Beschreibung
Das frühneuzeitliche Münsterland war überzogen mit einer Vielzahl von Adelssitzen. Auf den größten saßen ritterbürtige Familien, deren vielfältige Rechte ausreichten, um den bischöflichen Landesherrn nahezu vollständig aus ihren Herrschaften herauszuhalten. Der Fürstbischof regierte das Territorium, aber auf lokaler Ebene herrschte vielerorts der Adel. Nach der Reformation geriet dieses Nebeneinander unter Druck. Die katholischen Fürstbischöfe versuchten, bis in jede Pfarrkirche ihre konfessionellen Vorstellungen durchzusetzen, während der Adel allen Versuchen heftigen Widerstand entgegensetzte, seine traditionelle Herrschaftsautonomie einzuschränken. Das protestantische Bekenntnis wurde zum Instrument für diesen adeligen Widerstand, die Trennlinie zwischen Landesherrschaft und Adelsherrschaft damit schärfer als je zuvor gezogen. Für einige Jahr-zehnte bekannte sich – aus heutiger Sicht überraschend – die große Mehrheit des münsterischen Stiftsadels zum neuen Glauben.

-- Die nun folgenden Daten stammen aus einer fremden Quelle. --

//! In-memory [`Messenger`] that records every outbound operation
//!
//! Used by unit and integration tests to drive handlers and the
//! fulfillment pipeline without a Bot API server.

use std::path::Path;
use std::sync::atomic::{AtomicBool, AtomicI32, AtomicUsize, Ordering};
use std::sync::{Arc, Mutex};

use async_trait::async_trait;
use teloxide::types::{CallbackQueryId, ChatId, InlineKeyboardMarkup, MessageId};
use teloxide::RequestError;

use crate::telegram::messenger::Messenger;

/// One recorded outbound operation.
#[derive(Debug, Clone, PartialEq)]
pub enum Outbound {
    Text {
        chat_id: ChatId,
        message_id: MessageId,
        text: String,
        keyboard: Option<InlineKeyboardMarkup>,
    },
    Edit {
        chat_id: ChatId,
        message_id: MessageId,
        text: String,
        keyboard: Option<InlineKeyboardMarkup>,
    },
    Delete {
        chat_id: ChatId,
        message_id: MessageId,
    },
    CallbackAnswer {
        callback_id: String,
        text: Option<String>,
    },
    Audio {
        chat_id: ChatId,
        file_name: String,
        title: String,
        performer: String,
        /// Whether the file was on disk at upload time
        file_existed: bool,
    },
}

/// Recording messenger
#[derive(Debug, Default)]
pub struct RecordingMessenger {
    log: Mutex<Vec<Outbound>>,
    next_message_id: AtomicI32,
    fail_audio: AtomicBool,
    text_attempts: AtomicUsize,
    failing_texts: Mutex<Vec<usize>>,
}

impl RecordingMessenger {
    pub fn new() -> Self {
        Self {
            next_message_id: AtomicI32::new(1000),
            ..Self::default()
        }
    }

    /// Makes every audio upload fail.
    #[must_use]
    pub fn failing_audio(self) -> Self {
        self.fail_audio.store(true, Ordering::SeqCst);
        self
    }

    /// Makes the `n`-th `send_text` call (0-based, counting failed ones) fail.
    #[must_use]
    pub fn failing_text_at(self, n: usize) -> Self {
        self.failing_texts
            .lock()
            .unwrap_or_else(|poisoned| poisoned.into_inner())
            .push(n);
        self
    }

    /// Snapshot of everything sent so far, in order.
    pub fn outbound(&self) -> Vec<Outbound> {
        self.lock().clone()
    }

    /// Texts of plain messages sent to `chat_id`.
    pub fn texts(&self, chat_id: ChatId) -> Vec<String> {
        self.lock()
            .iter()
            .filter_map(|op| match op {
                Outbound::Text { chat_id: c, text, .. } if *c == chat_id => Some(text.clone()),
                _ => None,
            })
            .collect()
    }

    /// Edits applied to messages in `chat_id`, as `(message, text, keyboard)`.
    pub fn edits(&self, chat_id: ChatId) -> Vec<(MessageId, String, Option<InlineKeyboardMarkup>)> {
        self.lock()
            .iter()
            .filter_map(|op| match op {
                Outbound::Edit {
                    chat_id: c,
                    message_id,
                    text,
                    keyboard,
                } if *c == chat_id => Some((*message_id, text.clone(), keyboard.clone())),
                _ => None,
            })
            .collect()
    }

    /// Messages deleted in `chat_id`.
    pub fn deleted(&self, chat_id: ChatId) -> Vec<MessageId> {
        self.lock()
            .iter()
            .filter_map(|op| match op {
                Outbound::Delete { chat_id: c, message_id } if *c == chat_id => Some(*message_id),
                _ => None,
            })
            .collect()
    }

    /// Notices shown through callback answers (`None` for silent answers).
    pub fn callback_answers(&self) -> Vec<Option<String>> {
        self.lock()
            .iter()
            .filter_map(|op| match op {
                Outbound::CallbackAnswer { text, .. } => Some(text.clone()),
                _ => None,
            })
            .collect()
    }

    pub fn audio_count(&self) -> usize {
        self.lock()
            .iter()
            .filter(|op| matches!(op, Outbound::Audio { .. }))
            .count()
    }

    pub fn clear(&self) {
        self.lock().clear();
    }

    fn lock(&self) -> std::sync::MutexGuard<'_, Vec<Outbound>> {
        // A panicking test thread must not hide what was recorded
        self.log.lock().unwrap_or_else(|poisoned| poisoned.into_inner())
    }

    fn push(&self, op: Outbound) {
        self.lock().push(op);
    }

    fn simulated_failure(what: &str) -> RequestError {
        RequestError::from(Arc::new(std::io::Error::other(format!("simulated {} failure", what))))
    }
}

#[async_trait]
impl Messenger for RecordingMessenger {
    async fn send_text(
        &self,
        chat_id: ChatId,
        text: &str,
        keyboard: Option<InlineKeyboardMarkup>,
    ) -> Result<MessageId, RequestError> {
        let attempt = self.text_attempts.fetch_add(1, Ordering::SeqCst);
        if self
            .failing_texts
            .lock()
            .unwrap_or_else(|poisoned| poisoned.into_inner())
            .contains(&attempt)
        {
            return Err(Self::simulated_failure("message"));
        }
        let message_id = MessageId(self.next_message_id.fetch_add(1, Ordering::SeqCst));
        self.push(Outbound::Text {
            chat_id,
            message_id,
            text: text.to_string(),
            keyboard,
        });
        Ok(message_id)
    }

    async fn edit_text(
        &self,
        chat_id: ChatId,
        message_id: MessageId,
        text: &str,
        keyboard: Option<InlineKeyboardMarkup>,
    ) -> Result<(), RequestError> {
        self.push(Outbound::Edit {
            chat_id,
            message_id,
            text: text.to_string(),
            keyboard,
        });
        Ok(())
    }

    async fn delete_message(&self, chat_id: ChatId, message_id: MessageId) -> Result<(), RequestError> {
        self.push(Outbound::Delete { chat_id, message_id });
        Ok(())
    }

    async fn answer_callback(&self, callback_id: &CallbackQueryId, text: Option<&str>) -> Result<(), RequestError> {
        self.push(Outbound::CallbackAnswer {
            callback_id: callback_id.0.clone(),
            text: text.map(str::to_string),
        });
        Ok(())
    }

    async fn send_audio(&self, chat_id: ChatId, path: &Path, title: &str, performer: &str) -> Result<(), RequestError> {
        if self.fail_audio.load(Ordering::SeqCst) {
            return Err(Self::simulated_failure("audio upload"));
        }
        self.push(Outbound::Audio {
            chat_id,
            file_name: path
                .file_name()
                .map(|n| n.to_string_lossy().into_owned())
                .unwrap_or_default(),
            title: title.to_string(),
            performer: performer.to_string(),
            file_existed: path.is_file(),
        });
        Ok(())
    }
}
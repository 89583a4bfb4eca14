use once_cell::sync::Lazy;
use regex::Regex;

/// Characters that are unsafe in file names on at least one common filesystem.
static UNSAFE_FILENAME_RE: Lazy<Regex> =
    Lazy::new(|| Regex::new(r#"[\\/*?:"<>|]"#).expect("unsafe filename regex is valid"));

/// Removes filesystem-unsafe characters from a display string.
///
/// Every character of `\ / * ? : " < > |` is dropped; nothing else changes
/// (no length capping, no Unicode normalization).
///
/// # Example
///
/// ```
/// use lyrics_seeker::core::utils::sanitize_filename;
///
/// assert_eq!(sanitize_filename("AC/DC - T.N.T?"), "ACDC - T.N.T");
/// ```
pub fn sanitize_filename(name: &str) -> String {
    UNSAFE_FILENAME_RE.replace_all(name, "").into_owned()
}

/// Splits text into consecutive pieces of at most `max_chars` characters.
///
/// Splitting counts `char`s, so multi-byte text is never cut inside a code
/// point. Concatenating the pieces yields the input unchanged. Empty input
/// yields no pieces.
pub fn chunk_text(text: &str, max_chars: usize) -> Vec<String> {
    if max_chars == 0 {
        return vec![text.to_string()];
    }

    let mut chunks = Vec::new();
    let mut current = String::new();
    let mut count = 0;

    for c in text.chars() {
        if count == max_chars {
            chunks.push(std::mem::take(&mut current));
            count = 0;
        }
        current.push(c);
        count += 1;
    }
    if !current.is_empty() {
        chunks.push(current);
    }

    chunks
}

/// Truncates to at most `max_chars` characters.
pub fn truncate_chars(text: &str, max_chars: usize) -> String {
    text.chars().take(max_chars).collect()
}
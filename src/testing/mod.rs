//! Testing utilities
//!
//! [`RecordingMessenger`] stands in for the Bot API: it accepts every
//! outbound operation, assigns message ids, and keeps an ordered log that
//! tests assert against.

pub mod recorder;

pub use recorder::{Outbound, RecordingMessenger};
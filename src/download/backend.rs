//! Audio backends: something that turns a free-text query into a file on disk.

use std::path::Path;
use std::process::Stdio;

use async_trait::async_trait;
use tokio::process::Command as TokioCommand;
use tokio::time::timeout;

use crate::core::config;
use crate::core::error::{AppError, AppResult};

/// Acquires audio for a query.
///
/// Implementations write exactly one file named `<base>.<ext>` into `dir`
/// and return `Ok(())`, or return an error. They never create anything
/// outside of `dir`.
#[async_trait]
pub trait AudioBackend: Send + Sync {
    async fn download(&self, query: &str, dir: &Path, base: &str) -> AppResult<()>;
}

/// Backend that shells out to yt-dlp and takes the first search hit.
#[derive(Debug, Clone)]
pub struct YtDlpBackend {
    bin: String,
    audio_format: Option<String>,
    force_ipv4: bool,
}

impl YtDlpBackend {
    pub fn new(bin: impl Into<String>, audio_format: Option<String>, force_ipv4: bool) -> Self {
        Self {
            bin: bin.into(),
            audio_format,
            force_ipv4,
        }
    }

    /// Backend configured from `YTDL_BIN`, `YTDL_AUDIO_FORMAT` and `FORCE_IPV4`.
    pub fn from_config() -> Self {
        Self::new(
            config::YTDL_BIN.as_str(),
            config::YTDL_AUDIO_FORMAT.clone(),
            *config::FORCE_IPV4,
        )
    }

    /// Builds the yt-dlp argument list.
    pub fn build_args(&self, query: &str, dir: &Path, base: &str) -> Vec<String> {
        let mut args: Vec<String> = ["--format", "bestaudio/best", "--no-playlist", "--quiet", "--no-warnings"]
            .iter()
            .map(|s| s.to_string())
            .collect();

        if self.force_ipv4 {
            args.push("--force-ipv4".to_string());
        }

        if let Some(format) = &self.audio_format {
            args.extend([
                "-x".to_string(),
                "--audio-format".to_string(),
                format.clone(),
                "--audio-quality".to_string(),
                config::download::AUDIO_QUALITY.to_string(),
            ]);
        }

        // `%` starts an output template field
        let template = dir.join(format!("{}.%(ext)s", base.replace('%', "%%")));
        args.push("-o".to_string());
        args.push(template.to_string_lossy().into_owned());
        args.push(format!("ytsearch1:{}", query));

        args
    }
}

#[async_trait]
impl AudioBackend for YtDlpBackend {
    async fn download(&self, query: &str, dir: &Path, base: &str) -> AppResult<()> {
        let args = self.build_args(query, dir, base);
        log::debug!("yt-dlp command: {} {}", self.bin, args.join(" "));

        let mut command = TokioCommand::new(&self.bin);
        command
            .args(&args)
            .stdin(Stdio::null())
            .stdout(Stdio::piped())
            .stderr(Stdio::piped())
            .kill_on_drop(true);

        let output = match timeout(config::download::ytdlp_timeout(), command.output()).await {
            Ok(Ok(output)) => output,
            Ok(Err(e)) => {
                return Err(AppError::Download(format!("Failed to execute {}: {}", self.bin, e)));
            }
            Err(_) => {
                return Err(AppError::Download(format!(
                    "yt-dlp timed out after {}s",
                    config::download::YTDLP_TIMEOUT_SECS
                )));
            }
        };

        if output.status.success() {
            log::info!("yt-dlp finished for '{}'", query);
            return Ok(());
        }

        let stderr = String::from_utf8_lossy(&output.stderr);
        let tail: String = stderr.chars().take(500).collect();
        log::error!("yt-dlp failed for '{}' ({}): {}", query, output.status, tail.trim());
        Err(AppError::Download(format!("yt-dlp exited with {}", output.status)))
    }
}
use thiserror::Error;

/// Centralized error types for the application
///
/// Handlers convert these into chat messages at their boundary; nothing here
/// is allowed to reach the dispatcher as a crash.
#[derive(Error, Debug)]
pub enum AppError {
    /// Download/yt-dlp errors
    #[error("Download error: {0}")]
    Download(String),

    /// The backend reported success but produced no matching file
    #[error("Downloaded audio not found for '{0}'")]
    ArtifactNotFound(String),

    /// IO errors
    #[error("IO error: {0}")]
    Io(#[from] std::io::Error),

    /// URL parsing errors
    #[error("URL parsing error: {0}")]
    Url(#[from] url::ParseError),
}

/// Type alias for Result with AppError
pub type AppResult<T> = Result<T, AppError>;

Das Buch von Bastian Gillner untersucht die Entwicklung des protestantischen Bekenntnisses im münsterischen Adel, angefangen von der Verteidigung ständischer Herrschaftsrechte gegenüber den kirchlich-religiösen Neuerungen bis hin zur Aufgabe des konfessionell motivierten Widerstandes im barocken Bischofsstaat. Der Schwerpunkt liegt dabei auf der komplexen Wechselwirkung zwischen religiösen und politischen Motiven innerhalb des Adels. Der Ruf nach der „Freien Religion“ stand in enger Verbindung mit dem adeligen Selbstverständnis als „Freie Herren“, die in ihren Herrschaften das gesellschaftliche, politische und religiöse Leben unabhängig zu bestimmen suchten. Mit dem konfessionellen Konflikt verband sich somit der frühneuzeitliche Fundamentalvorgang der Staatsbildung, durch den die lokalen Mittelgewalten überhaupt erst in territoriale Herrschaftsstrukturen einbezogen wurden. Am Beispiel von rund einem Dutzend adeliger Familien liefert die Studie einen Beitrag zur Standes-, Religions- und Verfassungsgeschichte des Fürstbistums Münster.